What Is It? Redistricting is the redrawing of congressional and legislative districts. It happens every 10 years based on the census. Redistricting determines where you vote and who’s on the ballot, and most importantly how our voices are heard.
Why Does It Happen? To fulfill the premise of equal representation as the constitution requires by keeping districts as equal as possible in population. How and where district lines are drawn can shape communities’ ability to elect representatives of their choice.
Why It Matters? Redistricting can dramatically impact the fairness of our political process.This matters because if not careful, it could leave states vulnerable to gerrymandering. Unfair redistricting (or gerrymandering) has negative ramifications such as impacting racial fairness by diluting the power of minority voters and giving an unfair advantage to one political party in a certain district.

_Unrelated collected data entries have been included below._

//! This crate implements a configurable Turing machine interpreter.
//! Given a declarative machine description (states, alphabets, transition
//! function, accept states) and one or more input strings, it simulates
//! execution step-by-step and reports acceptance, rejection, or
//! non-termination bounded by a step limit. A second variant augments the
//! machine with a single persistent auxiliary register ("cache") read and
//! written alongside the tape symbol at every transition.

pub mod analyzer;
pub mod loader;
pub mod machine;
pub mod programs;
pub mod report;
pub mod table;
pub mod tape;
pub mod types;

/// Re-exports the `analyze` function and `AnalysisError` enum from the analyzer module.
pub use analyzer::{analyze, AnalysisError};
/// Re-exports the description loader and the machine variant selector.
pub use loader::{parse, ProgramLoader, Variant};
/// Re-exports the execution engine and its run entry points.
pub use machine::{run, run_all, run_all_with_reporter, run_with_reporter, TuringMachine};
/// Re-exports `ProgramInfo`, `ProgramManager`, and `PROGRAMS` from the programs module.
pub use programs::{ProgramInfo, ProgramManager, PROGRAMS};
/// Re-exports the reporter trait and its stock implementations.
pub use report::{ConsoleReporter, NullReporter, Reporter, TraceBuffer};
/// Re-exports the transition table and its row types.
pub use table::{Action, Key, TransitionTable};
/// Re-exports the tape.
pub use tape::Tape;
/// Re-exports the core data types of machine descriptions and run results.
pub use types::{
    MachineError, Move, Program, RejectReason, RunRecord, Snapshot, Verdict, BLANK_SYMBOL,
    DEFAULT_MAX_STEPS, MAX_DESCRIPTION_SIZE, SENTINEL_SYMBOL,
};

Redistricting in Nebraska: Our legislature’s return for a special session starting today is dedicated to redistricting. The past couple of weeks has included the Legislative Research Division organizing data from the Census Bureau and the Redistricting Committee preparing recommendations they will present in hearings in each Congressional district. District remapping also includes our U.S. House of Representative districts, regent districts for the University of Nebraska Board of Regents, the Nebraska Supreme Court, the Nebraska Public Service Commission and State Board of Education.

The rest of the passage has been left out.